PERANG langsung antara Amerika Serikat, Israel, dan Republik Islam Iran kini telah melewati 100 hari sejak meletus pada akhir Februari 2026 lalu.
Konflik yang dipicu oleh tewasnya Pemimpin Agung Iran Ayatollah Ali Khamenei akibat serangan udara gabungan di Teheran pada 28 Februari 2026, telah meruntuhkan arsitektur status quo keamanan regional yang bertahan selama hampir setengah abad dan membawa Timur Tengah ke dalam babak baru yang sangat mengerikan.

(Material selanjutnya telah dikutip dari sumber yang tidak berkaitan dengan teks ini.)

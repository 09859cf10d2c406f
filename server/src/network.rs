//! Listener lifecycle and the outbound send path.
//!
//! [`BridgeServer`] owns the listening socket and one dedicated background
//! thread. That thread hosts a single-threaded tokio runtime which blocks on
//! `accept`, then serves the accepted client until it goes away, then
//! accepts again. Only one client is served at a time: while a connection is
//! active, further connection attempts wait in the listen backlog.
//!
//! The host drives delivery itself by calling [`BridgeServer::drain`] on its
//! own schedule, and may call the `send_*` methods from any thread.

use crate::config::ServerConfig;
use crate::connection::{
    read_loop, write_loop, ConnectionSlot, ConnectionState, ReadOutcome, WriteProgress,
    WriteResult,
};
use crate::dispatcher::{Dispatcher, DrainReport, Subscription};
use crate::error::BridgeError;
use crate::queue::{inbound_queue, InboundProducer};
use log::{debug, error, info, warn};
use shared::{Command, Envelope, GazePoint, InboundKind, OutboundKind};
use std::io;
use std::net::{Ipv4Addr, SocketAddr};
use std::sync::mpsc::RecvTimeoutError;
use std::sync::{Arc, Mutex, MutexGuard};
use std::thread::{self, JoinHandle};
use std::time::Duration;
use tokio::net::{TcpListener, TcpStream};
use tokio::sync::mpsc;
use tokio_util::sync::CancellationToken;

/// Extra time a sender waits beyond the write timeout for the writer to report.
const SEND_GRACE: Duration = Duration::from_millis(500);

/// State shared between the host-facing API and the network thread.
struct Shared {
    slot: Arc<ConnectionSlot>,
    inbound: InboundProducer,
}

struct Worker {
    handle: JoinHandle<()>,
    /// Root of every connection token; cancelled by `stop`.
    token: CancellationToken,
    local_addr: SocketAddr,
}

/// How waiting on a queued frame ended.
#[derive(Debug)]
enum WriteWait {
    Finished(io::Result<()>),
    /// The writer dequeued the frame but did not report back in time.
    TimedOut,
    /// The writer went away without reporting.
    Dropped,
}

/// Waits for the writer to dequeue a frame, then at most `limit` for it to
/// finish.
///
/// Frames queued ahead are each bounded by the writer's own timeout and by
/// cancellation, so the first wait cannot outlive the connection.
fn await_write(progress: &WriteResult, limit: Duration) -> WriteWait {
    match progress.recv() {
        Ok(WriteProgress::Started) => {}
        Ok(WriteProgress::Finished(result)) => return WriteWait::Finished(result),
        Err(_) => return WriteWait::Dropped,
    }

    match progress.recv_timeout(limit) {
        Ok(WriteProgress::Finished(result)) => WriteWait::Finished(result),
        Ok(WriteProgress::Started) => WriteWait::Dropped,
        Err(RecvTimeoutError::Timeout) => WriteWait::TimedOut,
        Err(RecvTimeoutError::Disconnected) => WriteWait::Dropped,
    }
}

/// Single-client message-framing TCP server.
pub struct BridgeServer {
    config: ServerConfig,
    shared: Arc<Shared>,
    dispatcher: Dispatcher,
    worker: Mutex<Option<Worker>>,
}

impl BridgeServer {
    pub fn new(config: ServerConfig) -> Self {
        let (producer, consumer) = inbound_queue();

        Self {
            config,
            shared: Arc::new(Shared {
                slot: Arc::new(ConnectionSlot::default()),
                inbound: producer,
            }),
            dispatcher: Dispatcher::new(consumer),
            worker: Mutex::new(None),
        }
    }

    fn lock_worker(&self) -> MutexGuard<'_, Option<Worker>> {
        self.worker.lock().unwrap_or_else(|e| e.into_inner())
    }

    pub fn config(&self) -> &ServerConfig {
        &self.config
    }

    /// Binds the listening socket on all interfaces and starts the network
    /// thread. Returns the bound address.
    ///
    /// Calling this while the server is running does nothing and returns the
    /// current address. A bind failure is returned and nothing is started.
    pub fn start(&self) -> Result<SocketAddr, BridgeError> {
        let mut worker = self.lock_worker();

        if let Some(running) = worker.as_ref() {
            if !running.handle.is_finished() {
                debug!("Bridge server already running on {}", running.local_addr);
                return Ok(running.local_addr);
            }
        }
        if let Some(stale) = worker.take() {
            warn!("Network thread exited on its own, restarting");
            stale.token.cancel();
            let _ = stale.handle.join();
        }

        let port = self.config.port;
        let bind_error = |source: io::Error| BridgeError::Bind { port, source };

        let listener =
            std::net::TcpListener::bind((Ipv4Addr::UNSPECIFIED, port)).map_err(bind_error)?;
        listener.set_nonblocking(true).map_err(bind_error)?;
        let local_addr = listener.local_addr().map_err(bind_error)?;

        let runtime = tokio::runtime::Builder::new_current_thread()
            .enable_all()
            .build()
            .map_err(BridgeError::Runtime)?;

        let token = CancellationToken::new();
        let shared = Arc::clone(&self.shared);
        let config = self.config.clone();
        let loop_token = token.clone();
        let handle = thread::Builder::new()
            .name("bridge-net".to_string())
            .spawn(move || {
                runtime.block_on(accept_loop(listener, shared, loop_token, config));
            })
            .map_err(BridgeError::Spawn)?;

        info!(
            "Bridge server started on {}. Waiting for a client to connect...",
            local_addr
        );

        *worker = Some(Worker {
            handle,
            token,
            local_addr,
        });
        Ok(local_addr)
    }

    /// Stops the network thread and closes every socket.
    ///
    /// Returns once the thread has been joined; nothing is read or written
    /// afterwards, and a write blocked on a slow peer is abandoned. Safe to
    /// call repeatedly. [`start`](Self::start) may be called again later.
    pub fn stop(&self) {
        let mut worker = self.lock_worker();
        let Some(running) = worker.take() else {
            self.shared.slot.close_all();
            return;
        };

        info!("Cleaning up network resources...");
        running.token.cancel();

        if running.handle.join().is_err() {
            error!("Network thread panicked");
        }
        self.shared.slot.close_all();
        info!("Bridge server stopped");
    }

    pub fn is_running(&self) -> bool {
        self.lock_worker()
            .as_ref()
            .map_or(false, |worker| !worker.handle.is_finished())
    }

    /// Address of the listening socket while running.
    pub fn local_addr(&self) -> Option<SocketAddr> {
        self.lock_worker().as_ref().map(|worker| worker.local_addr)
    }

    pub fn connection_state(&self) -> ConnectionState {
        self.shared.slot.state()
    }

    pub fn peer_addr(&self) -> Option<SocketAddr> {
        self.shared.slot.peer_addr()
    }

    /// Registers a callback for one inbound message type.
    pub fn subscribe<F>(&self, kind: InboundKind, callback: F) -> Subscription
    where
        F: Fn(&str) + Send + Sync + 'static,
    {
        self.dispatcher.subscribe(kind, callback)
    }

    /// Delivers every message received so far to its subscribers.
    pub fn drain(&self) -> DrainReport {
        self.dispatcher.drain()
    }

    pub fn dispatcher(&self) -> &Dispatcher {
        &self.dispatcher
    }

    /// Sends one envelope to the connected client.
    ///
    /// Blocks until the frame has been written. Frames from other callers
    /// that were queued first are written first; once this frame is being
    /// written the wait is bounded by the configured write timeout. A failed
    /// or timed-out write closes the connection.
    pub fn send(&self, kind: OutboundKind, payload: &str) -> Result<(), BridgeError> {
        let bytes = Envelope::new(kind.as_str(), payload).to_bytes()?;

        let (id, progress) = match self.shared.slot.enqueue(bytes) {
            Ok(queued) => queued,
            Err(e) => {
                debug!("No client connected, dropping '{}'", kind);
                return Err(e);
            }
        };

        match await_write(&progress, self.config.write_timeout + SEND_GRACE) {
            WriteWait::Finished(Ok(())) => {
                debug!("Sent '{}'", kind);
                Ok(())
            }
            WriteWait::Finished(Err(e)) => {
                warn!("Failed to send '{}': {}", kind, e);
                Err(match e.kind() {
                    io::ErrorKind::TimedOut => BridgeError::WriteTimeout,
                    io::ErrorKind::NotConnected => BridgeError::NotConnected,
                    _ => BridgeError::Write(e),
                })
            }
            WriteWait::TimedOut => {
                error!("Timed out sending '{}', dropping connection", kind);
                self.shared.slot.detach(id);
                Err(BridgeError::WriteTimeout)
            }
            WriteWait::Dropped => {
                warn!("Connection closed before '{}' was sent", kind);
                Err(BridgeError::NotConnected)
            }
        }
    }

    pub fn send_ack(&self, id: &str) -> Result<(), BridgeError> {
        self.send(OutboundKind::Ack, id)
    }

    pub fn send_command(&self, command: Command) -> Result<(), BridgeError> {
        self.send(OutboundKind::Command, command.as_str())
    }

    pub fn send_gaze(&self, point: GazePoint) -> Result<(), BridgeError> {
        let payload = point.to_json()?;
        self.send(OutboundKind::Gaze, &payload)
    }
}

impl Drop for BridgeServer {
    fn drop(&mut self) {
        self.stop();
    }
}

/// Network thread body: accept, serve, repeat until `token` is cancelled.
async fn accept_loop(
    listener: std::net::TcpListener,
    shared: Arc<Shared>,
    token: CancellationToken,
    config: ServerConfig,
) {
    let listener = match TcpListener::from_std(listener) {
        Ok(listener) => listener,
        Err(e) => {
            error!("Failed to register listener: {}", e);
            return;
        }
    };

    loop {
        let accepted = tokio::select! {
            _ = token.cancelled() => break,
            accepted = listener.accept() => accepted,
        };

        match accepted {
            Ok((stream, peer)) => {
                serve_connection(stream, peer, &shared, &token, &config).await;
                if token.is_cancelled() {
                    break;
                }
                info!("Waiting for a new connection...");
            }
            Err(e) => {
                warn!("Accept failed: {}", e);
                tokio::select! {
                    _ = token.cancelled() => break,
                    _ = tokio::time::sleep(config.accept_retry_delay) => {}
                }
            }
        }
    }

    info!("Listener stopped");
}

/// Runs one client connection to completion on the network thread.
async fn serve_connection(
    stream: TcpStream,
    peer: SocketAddr,
    shared: &Shared,
    server_token: &CancellationToken,
    config: &ServerConfig,
) {
    if let Err(e) = stream.set_nodelay(true) {
        debug!("Failed to set TCP_NODELAY for {}: {}", peer, e);
    }

    let (reader, writer) = stream.into_split();
    let token = server_token.child_token();
    let (outbound_tx, outbound_rx) = mpsc::unbounded_channel();
    let id = shared.slot.attach(peer, outbound_tx, token.clone());
    info!("Client connected from {}", peer);

    let writer_task = tokio::spawn(write_loop(
        writer,
        outbound_rx,
        Arc::clone(&shared.slot),
        id,
        token.clone(),
        config.write_timeout,
    ));

    let outcome = read_loop(reader, &shared.inbound, &token, config.read_chunk_size).await;

    shared.slot.detach(id);
    if writer_task.await.is_err() {
        error!("Writer task for {} panicked", peer);
    }

    match outcome {
        ReadOutcome::PeerClosed => info!("Client {} disconnected", peer),
        ReadOutcome::Truncated { buffered } => info!(
            "Client {} disconnected mid-frame, {} buffered bytes discarded",
            peer, buffered
        ),
        ReadOutcome::Failed(e)
            if matches!(
                e.kind(),
                io::ErrorKind::ConnectionReset
                    | io::ErrorKind::ConnectionAborted
                    | io::ErrorKind::UnexpectedEof
            ) =>
        {
            info!("Client {} disconnected: {}", peer, e)
        }
        ReadOutcome::Failed(e) => warn!("Error receiving from {}: {}", peer, e),
        ReadOutcome::Cancelled if server_token.is_cancelled() => {
            debug!("Connection to {} closed for shutdown", peer)
        }
        ReadOutcome::Cancelled => info!("Connection to {} closed after a failed send", peer),
    }
}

Gencatan senjata sementara yang dideklarasikan secara sepihak dan diperpanjang oleh Presiden Amerika Serikat Donald Trump nyatanya tidak lebih dari sekadar jeda taktis.Di balik retorika diplomatik yang berembus dari Washington dan Islamabad, Timur Tengah sebenarnya sedang menyaksikan dialektika atrisi militer yang dari hari ke hari kian mematikan, kerapuhan suksesi dinasti yang goyah di Teheran, serta polarisasi politik yang semakin tajam di tanah Libanon.
Tak pelak, dunia saat ini sedang menatap teater peperangan di mana batas antara pertahanan diri dan agresi telah melebur menjadi satu kekacauan global yang rumit.
Ambruknya ilusi perdamaian terpampang nyata dari eskalasi bersenjata yang kembali membara di Teluk Persia pada awal Juni 2026.